Data excerpts
--- START ---

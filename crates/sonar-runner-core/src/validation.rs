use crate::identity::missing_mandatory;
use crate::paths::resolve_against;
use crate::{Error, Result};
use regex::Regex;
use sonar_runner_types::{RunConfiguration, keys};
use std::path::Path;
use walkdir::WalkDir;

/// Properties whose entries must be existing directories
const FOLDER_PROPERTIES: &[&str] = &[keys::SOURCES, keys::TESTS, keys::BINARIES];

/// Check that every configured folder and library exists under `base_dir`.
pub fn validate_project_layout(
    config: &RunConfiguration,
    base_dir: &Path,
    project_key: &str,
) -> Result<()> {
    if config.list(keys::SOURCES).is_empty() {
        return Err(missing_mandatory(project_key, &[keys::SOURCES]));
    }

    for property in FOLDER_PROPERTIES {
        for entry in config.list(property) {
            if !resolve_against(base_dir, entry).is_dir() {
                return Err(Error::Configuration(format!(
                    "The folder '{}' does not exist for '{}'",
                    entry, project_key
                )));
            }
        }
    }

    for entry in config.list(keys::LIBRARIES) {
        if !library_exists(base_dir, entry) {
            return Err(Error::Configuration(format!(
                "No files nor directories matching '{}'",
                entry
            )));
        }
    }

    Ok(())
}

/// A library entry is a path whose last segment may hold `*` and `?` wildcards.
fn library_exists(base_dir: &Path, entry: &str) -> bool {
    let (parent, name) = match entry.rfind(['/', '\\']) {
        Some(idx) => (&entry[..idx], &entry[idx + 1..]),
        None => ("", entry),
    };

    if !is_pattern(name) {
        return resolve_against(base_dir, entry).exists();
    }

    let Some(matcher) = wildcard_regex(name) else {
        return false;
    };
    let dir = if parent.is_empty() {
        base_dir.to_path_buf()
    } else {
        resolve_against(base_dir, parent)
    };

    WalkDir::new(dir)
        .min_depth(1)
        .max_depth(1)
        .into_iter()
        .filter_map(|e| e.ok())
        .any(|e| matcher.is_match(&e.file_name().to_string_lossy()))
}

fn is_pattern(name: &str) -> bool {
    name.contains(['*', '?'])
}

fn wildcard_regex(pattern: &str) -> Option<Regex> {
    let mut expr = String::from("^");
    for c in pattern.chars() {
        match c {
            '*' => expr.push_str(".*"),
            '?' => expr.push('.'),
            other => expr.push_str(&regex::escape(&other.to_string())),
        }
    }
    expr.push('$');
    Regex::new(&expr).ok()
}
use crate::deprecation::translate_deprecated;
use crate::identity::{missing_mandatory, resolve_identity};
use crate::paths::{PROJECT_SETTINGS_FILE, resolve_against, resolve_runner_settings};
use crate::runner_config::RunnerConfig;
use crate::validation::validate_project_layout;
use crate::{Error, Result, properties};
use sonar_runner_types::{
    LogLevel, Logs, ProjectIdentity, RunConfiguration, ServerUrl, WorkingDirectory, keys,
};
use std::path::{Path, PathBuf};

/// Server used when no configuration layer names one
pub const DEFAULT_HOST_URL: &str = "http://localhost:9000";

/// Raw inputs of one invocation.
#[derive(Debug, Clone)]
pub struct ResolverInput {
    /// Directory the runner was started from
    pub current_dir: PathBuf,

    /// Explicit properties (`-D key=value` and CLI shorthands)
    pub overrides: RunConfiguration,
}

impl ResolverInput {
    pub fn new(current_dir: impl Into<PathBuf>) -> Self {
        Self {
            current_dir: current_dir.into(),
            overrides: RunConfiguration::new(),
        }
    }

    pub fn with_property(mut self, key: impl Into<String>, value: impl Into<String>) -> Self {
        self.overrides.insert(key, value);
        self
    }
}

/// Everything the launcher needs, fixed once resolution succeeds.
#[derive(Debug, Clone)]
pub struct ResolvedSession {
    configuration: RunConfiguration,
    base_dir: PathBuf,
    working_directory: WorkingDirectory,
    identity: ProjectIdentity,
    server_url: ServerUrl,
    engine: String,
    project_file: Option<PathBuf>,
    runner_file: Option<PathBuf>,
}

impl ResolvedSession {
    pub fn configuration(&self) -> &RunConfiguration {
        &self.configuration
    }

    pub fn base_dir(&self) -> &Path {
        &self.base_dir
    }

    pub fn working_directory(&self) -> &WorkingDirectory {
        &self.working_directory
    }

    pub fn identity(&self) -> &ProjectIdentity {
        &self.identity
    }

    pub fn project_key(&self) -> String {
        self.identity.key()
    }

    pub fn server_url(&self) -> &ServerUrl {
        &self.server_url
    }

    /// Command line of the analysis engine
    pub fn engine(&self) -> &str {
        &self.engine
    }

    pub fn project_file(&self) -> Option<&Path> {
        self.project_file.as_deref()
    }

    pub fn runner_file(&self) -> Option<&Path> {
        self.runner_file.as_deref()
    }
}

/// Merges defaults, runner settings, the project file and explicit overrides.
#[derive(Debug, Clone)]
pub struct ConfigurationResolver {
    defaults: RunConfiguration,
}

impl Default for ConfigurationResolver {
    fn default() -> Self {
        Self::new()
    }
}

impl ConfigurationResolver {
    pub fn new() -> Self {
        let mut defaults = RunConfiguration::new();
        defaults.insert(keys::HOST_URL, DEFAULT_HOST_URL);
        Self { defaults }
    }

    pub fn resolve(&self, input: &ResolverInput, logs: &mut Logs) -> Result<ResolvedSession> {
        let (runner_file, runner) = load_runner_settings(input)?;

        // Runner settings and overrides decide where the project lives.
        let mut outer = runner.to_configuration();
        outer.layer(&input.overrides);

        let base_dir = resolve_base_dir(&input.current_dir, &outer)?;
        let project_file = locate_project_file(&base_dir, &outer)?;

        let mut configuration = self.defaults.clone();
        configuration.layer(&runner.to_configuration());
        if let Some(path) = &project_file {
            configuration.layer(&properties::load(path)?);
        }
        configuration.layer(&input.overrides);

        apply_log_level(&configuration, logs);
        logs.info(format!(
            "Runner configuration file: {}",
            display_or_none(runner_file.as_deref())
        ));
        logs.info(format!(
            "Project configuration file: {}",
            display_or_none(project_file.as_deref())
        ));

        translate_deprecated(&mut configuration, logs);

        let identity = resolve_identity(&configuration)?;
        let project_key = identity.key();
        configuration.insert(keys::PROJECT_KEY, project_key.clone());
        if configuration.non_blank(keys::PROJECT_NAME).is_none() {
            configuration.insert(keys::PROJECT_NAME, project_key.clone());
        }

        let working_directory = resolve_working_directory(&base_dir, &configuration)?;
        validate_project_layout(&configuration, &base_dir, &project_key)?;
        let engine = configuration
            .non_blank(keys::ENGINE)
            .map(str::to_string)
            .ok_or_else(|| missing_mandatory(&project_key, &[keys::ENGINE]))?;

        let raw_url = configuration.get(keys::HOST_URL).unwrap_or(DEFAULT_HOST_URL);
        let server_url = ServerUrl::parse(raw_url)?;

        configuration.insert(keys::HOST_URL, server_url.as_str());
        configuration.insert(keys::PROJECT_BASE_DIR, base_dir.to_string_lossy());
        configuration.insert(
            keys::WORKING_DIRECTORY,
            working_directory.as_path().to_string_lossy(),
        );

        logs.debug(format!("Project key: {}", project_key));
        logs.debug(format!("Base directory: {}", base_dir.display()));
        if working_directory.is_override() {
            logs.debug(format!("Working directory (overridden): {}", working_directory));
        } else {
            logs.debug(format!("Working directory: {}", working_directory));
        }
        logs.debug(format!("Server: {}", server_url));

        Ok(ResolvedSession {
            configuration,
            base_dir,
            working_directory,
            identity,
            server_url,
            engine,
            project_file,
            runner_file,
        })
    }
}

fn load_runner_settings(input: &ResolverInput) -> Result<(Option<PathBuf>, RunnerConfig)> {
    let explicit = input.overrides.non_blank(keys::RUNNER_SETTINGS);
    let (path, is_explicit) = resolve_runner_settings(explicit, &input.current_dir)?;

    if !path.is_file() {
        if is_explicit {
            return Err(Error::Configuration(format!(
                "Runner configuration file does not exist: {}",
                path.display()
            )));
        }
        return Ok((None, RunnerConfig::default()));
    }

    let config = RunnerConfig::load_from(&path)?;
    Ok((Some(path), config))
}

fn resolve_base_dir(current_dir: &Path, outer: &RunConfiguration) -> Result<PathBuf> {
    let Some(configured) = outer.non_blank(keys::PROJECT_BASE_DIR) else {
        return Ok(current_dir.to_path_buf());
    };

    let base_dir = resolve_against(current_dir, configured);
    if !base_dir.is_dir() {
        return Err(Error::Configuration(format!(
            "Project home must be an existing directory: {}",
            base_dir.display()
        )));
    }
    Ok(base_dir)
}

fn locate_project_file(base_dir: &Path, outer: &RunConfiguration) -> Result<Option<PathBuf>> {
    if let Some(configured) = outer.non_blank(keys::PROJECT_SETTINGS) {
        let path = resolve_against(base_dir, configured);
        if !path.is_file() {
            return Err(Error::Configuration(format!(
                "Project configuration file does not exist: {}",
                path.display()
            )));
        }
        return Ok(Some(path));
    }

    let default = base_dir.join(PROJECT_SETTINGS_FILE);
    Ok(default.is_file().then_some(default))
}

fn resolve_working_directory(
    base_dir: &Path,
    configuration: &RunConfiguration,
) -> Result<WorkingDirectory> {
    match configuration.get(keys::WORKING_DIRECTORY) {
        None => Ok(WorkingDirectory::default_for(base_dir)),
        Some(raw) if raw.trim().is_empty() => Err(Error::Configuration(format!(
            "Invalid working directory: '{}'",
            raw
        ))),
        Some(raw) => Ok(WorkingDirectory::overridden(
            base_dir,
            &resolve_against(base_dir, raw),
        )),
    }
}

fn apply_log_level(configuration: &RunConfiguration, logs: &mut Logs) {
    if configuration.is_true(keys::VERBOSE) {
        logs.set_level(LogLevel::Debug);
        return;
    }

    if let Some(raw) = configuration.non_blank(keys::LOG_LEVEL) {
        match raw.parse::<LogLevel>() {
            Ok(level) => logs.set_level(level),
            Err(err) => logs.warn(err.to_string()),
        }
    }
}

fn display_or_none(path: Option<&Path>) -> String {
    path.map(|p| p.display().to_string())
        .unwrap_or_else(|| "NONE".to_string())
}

--- END ---
--- START ---

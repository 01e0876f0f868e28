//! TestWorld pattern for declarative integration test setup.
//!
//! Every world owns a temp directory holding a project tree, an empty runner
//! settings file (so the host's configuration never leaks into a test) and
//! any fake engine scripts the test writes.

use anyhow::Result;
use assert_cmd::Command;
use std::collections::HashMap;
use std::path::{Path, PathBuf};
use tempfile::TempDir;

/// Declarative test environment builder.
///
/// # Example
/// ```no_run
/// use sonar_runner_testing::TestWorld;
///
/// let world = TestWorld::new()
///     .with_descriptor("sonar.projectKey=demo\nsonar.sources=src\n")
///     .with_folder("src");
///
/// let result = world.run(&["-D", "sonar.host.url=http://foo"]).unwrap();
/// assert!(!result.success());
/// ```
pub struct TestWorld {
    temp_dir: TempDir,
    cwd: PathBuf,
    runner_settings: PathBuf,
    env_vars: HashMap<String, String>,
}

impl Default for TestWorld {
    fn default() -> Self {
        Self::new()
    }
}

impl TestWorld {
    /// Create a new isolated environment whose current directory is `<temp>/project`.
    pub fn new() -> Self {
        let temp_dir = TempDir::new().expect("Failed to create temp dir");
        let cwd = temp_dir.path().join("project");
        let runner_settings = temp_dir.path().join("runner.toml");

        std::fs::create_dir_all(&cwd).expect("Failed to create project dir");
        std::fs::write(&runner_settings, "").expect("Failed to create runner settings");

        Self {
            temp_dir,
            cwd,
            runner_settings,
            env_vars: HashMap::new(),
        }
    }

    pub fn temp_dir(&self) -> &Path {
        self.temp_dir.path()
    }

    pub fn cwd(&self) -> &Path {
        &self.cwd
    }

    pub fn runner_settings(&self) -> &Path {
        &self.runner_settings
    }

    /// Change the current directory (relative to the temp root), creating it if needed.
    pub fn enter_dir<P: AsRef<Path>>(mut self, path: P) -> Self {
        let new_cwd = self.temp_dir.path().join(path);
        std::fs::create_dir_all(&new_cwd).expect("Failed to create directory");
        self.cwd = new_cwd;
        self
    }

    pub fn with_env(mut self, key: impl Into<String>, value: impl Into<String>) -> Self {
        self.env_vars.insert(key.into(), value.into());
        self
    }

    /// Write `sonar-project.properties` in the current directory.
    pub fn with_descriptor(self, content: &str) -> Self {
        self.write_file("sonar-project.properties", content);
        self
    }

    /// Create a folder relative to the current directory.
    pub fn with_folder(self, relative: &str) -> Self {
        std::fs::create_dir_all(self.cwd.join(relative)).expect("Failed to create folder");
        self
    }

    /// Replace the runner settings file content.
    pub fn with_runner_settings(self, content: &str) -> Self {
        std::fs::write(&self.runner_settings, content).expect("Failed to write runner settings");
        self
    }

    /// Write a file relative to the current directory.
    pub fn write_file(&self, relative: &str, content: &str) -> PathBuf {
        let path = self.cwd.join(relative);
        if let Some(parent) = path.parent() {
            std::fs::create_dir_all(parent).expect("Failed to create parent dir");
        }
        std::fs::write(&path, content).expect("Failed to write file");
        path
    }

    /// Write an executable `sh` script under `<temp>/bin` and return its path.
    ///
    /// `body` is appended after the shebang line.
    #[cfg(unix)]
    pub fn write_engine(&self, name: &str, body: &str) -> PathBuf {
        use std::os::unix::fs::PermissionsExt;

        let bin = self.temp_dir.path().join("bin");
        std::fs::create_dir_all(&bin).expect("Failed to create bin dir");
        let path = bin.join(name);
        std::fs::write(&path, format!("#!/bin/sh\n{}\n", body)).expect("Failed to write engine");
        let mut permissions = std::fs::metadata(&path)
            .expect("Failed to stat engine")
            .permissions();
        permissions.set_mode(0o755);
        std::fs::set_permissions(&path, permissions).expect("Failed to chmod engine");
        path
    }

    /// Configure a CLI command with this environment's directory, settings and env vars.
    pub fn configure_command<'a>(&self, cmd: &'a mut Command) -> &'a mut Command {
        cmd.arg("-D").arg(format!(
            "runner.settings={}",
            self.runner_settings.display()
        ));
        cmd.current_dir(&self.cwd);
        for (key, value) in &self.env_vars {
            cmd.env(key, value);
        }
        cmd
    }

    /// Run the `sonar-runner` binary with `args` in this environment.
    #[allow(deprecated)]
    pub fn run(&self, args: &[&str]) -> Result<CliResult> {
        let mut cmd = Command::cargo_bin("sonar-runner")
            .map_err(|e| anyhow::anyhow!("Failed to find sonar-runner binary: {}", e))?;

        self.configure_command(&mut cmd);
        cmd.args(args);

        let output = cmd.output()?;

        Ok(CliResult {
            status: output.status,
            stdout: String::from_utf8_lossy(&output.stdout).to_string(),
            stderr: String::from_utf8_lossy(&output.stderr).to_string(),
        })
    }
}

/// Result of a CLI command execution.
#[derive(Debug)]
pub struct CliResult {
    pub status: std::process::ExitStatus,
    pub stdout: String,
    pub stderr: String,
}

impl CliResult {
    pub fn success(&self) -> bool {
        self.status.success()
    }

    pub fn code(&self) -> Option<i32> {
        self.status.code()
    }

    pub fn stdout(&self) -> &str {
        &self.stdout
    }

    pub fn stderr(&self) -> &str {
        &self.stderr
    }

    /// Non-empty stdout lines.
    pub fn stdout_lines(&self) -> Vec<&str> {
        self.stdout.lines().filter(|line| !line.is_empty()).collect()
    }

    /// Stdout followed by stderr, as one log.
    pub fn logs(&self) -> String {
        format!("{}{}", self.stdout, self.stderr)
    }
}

--- END ---

◆ WORK REQUIRED
Check each line of the entries above for the word "this". List the ones that have it.

◆ WRITTEN ANSWER
    /// Configure a CLI command with this environment's directory, settings and env vars.
    /// Run the `sonar-runner` binary with `args` in this environment.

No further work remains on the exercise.